Confusion only can ensue. What jacks do you include? All of them? Too expensive. Some of them? Which ones, and what if you guess wrong? Do you make it flexible enough to allow for hardware extensions? Then you get away from the more desirable approach of having an addressable box that is entirely software-upgradeable.

But wait, it gets worse. Whatever you choose has ramifications for where the gateway goes, and that has further ramifications for business models. Installing the gateway inside the home doesn't necessitate that the gateway be sold as a retail item, but it certainly argues for it. Pace is making a gateway product that will be in-home. You lose control of the interface, however, and you relinquish some hold on the subscriber as well.

Install the gateway outside the home, however, and you have a good shot at controlling all access to the subscriber. AT&T has chosen this path. You now become responsible for a fairly complicated system, and you probably pick up responsibility for ensuring the delivery and quality of a bunch of other services that aren't yours.

The big advantages cable operators have over their competitors - a big pipe and interactivity - are still operative, according to Ofir Shalvi, manager of advanced technology at TI-Cable Broadband.

There is a third advantage cable operators should stress too - cable technology in general and DOCSIS in particular offer high quality of service compared to other approaches. The time to exploit those advantages is when you still have them, he advises.

There is a bewildering array of technological options, however. Many are aimed at getting a foot in the door but were designed with the variety of gateway options in mind:

- Tellabs cut a deal with Riverstone Networks and introduced its CableSpan 2700 carrier-class cable modem termination system. Tellabs has maneuvered to be able to bridge classic POTS telephony with IP telephony in the short term and, for the long term, open a path for working with gateway technology.

- Pioneer's new Voyager 3000 set-top box is designed to work with in-home networks, and Pioneer is prepared to follow whatever technology allows them to connect with networked home theater equipment - which Pioneer also happens to make. The new version of its software platform, Passport 3.0, was designed to support home networking.

- Tollbridge cut a deal with Syndeo that allows Tollbridge to offer voice-over-IP in the short term and positions the company to work with gateway technology in the long term.

- TI has added Jungo Software Technologies' Linux residential gateway software into its cable modems. These new cable modems are Bluetooth-enabled.

- Broadcom introduced a new single-chip product, the 3352, designed for gateway systems, that will accommodate video, data, voice and home networking.

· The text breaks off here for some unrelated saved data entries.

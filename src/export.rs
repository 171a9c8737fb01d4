use crate::model::{Position, Project};
use serde::Serialize;
use std::collections::HashMap;
use std::io;

#[derive(Serialize)]
struct PositionRow<'a> {
    position: i64,
    term: String,
    project: i64,
    title: &'a str,
    student: i64,
    seat_type: &'static str,
    start_date: String,
    end_date: Option<String>,
    commitment_document: Option<&'a str>,
}

/// Write one CSV record per position, with a header line.
pub fn write_positions<W: io::Write>(
    writer: W,
    positions: &[Position],
    projects: &[Project],
) -> csv::Result<()> {
    let titles = projects
        .iter()
        .map(|p| (p.id, p.title.as_str()))
        .collect::<HashMap<_, _>>();
    let mut writer = csv::Writer::from_writer(writer);
    for position in positions {
        writer.serialize(PositionRow {
            position: position.id.0,
            term: position.term.to_string(),
            project: position.project.0,
            title: titles.get(&position.project).copied().unwrap_or_default(),
            student: position.student.0,
            seat_type: position.seat_type.as_str(),
            start_date: position.start_date.date_naive().to_string(),
            end_date: position.end_date.map(|d| d.date_naive().to_string()),
            commitment_document: position.commitment_document.as_deref(),
        })?;
    }
    writer.flush()?;
    Ok(())
}

#[test]
fn test_write_positions() {
    use crate::model::{ApplicationId, Half, PositionId, ProjectId, SeatType, Term, UserId};
    use chrono::{TimeZone, Utc};

    let position = Position {
        id: PositionId(7),
        student: UserId(100),
        project: ProjectId(3),
        application: ApplicationId(12),
        seat_type: SeatType::Volunteer,
        term: Term::new(2025, Half::Second),
        start_date: Utc.with_ymd_and_hms(2025, 8, 4, 10, 0, 0).unwrap(),
        end_date: None,
        commitment_document: Some("documents/commitment-term/position-7.pdf".into()),
    };
    let mut out = Vec::new();
    write_positions(&mut out, &[position], &[]).unwrap();
    let text = String::from_utf8(out).unwrap();
    let mut lines = text.lines();
    assert_eq!(
        lines.next(),
        Some(
            "position,term,project,title,student,seat_type,start_date,end_date,commitment_document"
        )
    );
    assert_eq!(
        lines.next(),
        Some("7,2025.2,3,,100,volunteer,2025-08-04,,documents/commitment-term/position-7.pdf")
    );
    assert_eq!(lines.next(), None);
}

- Home Wireless Networks introduced its Airway TransPort, a broadband Internet gateway for homes and small offices. It connects with the company's wireless phone system and with any cable, DSL or other broadband technology.

- Ericsson showed nothing new in terms of products but did create a booth that simulates a home with its appliances networked via Bluetooth.

- On the network side, Harmonic has Ethernet switching modules that allow an operator to run an Ethernet connection to subscribers' homes in parallel with their coaxial feed.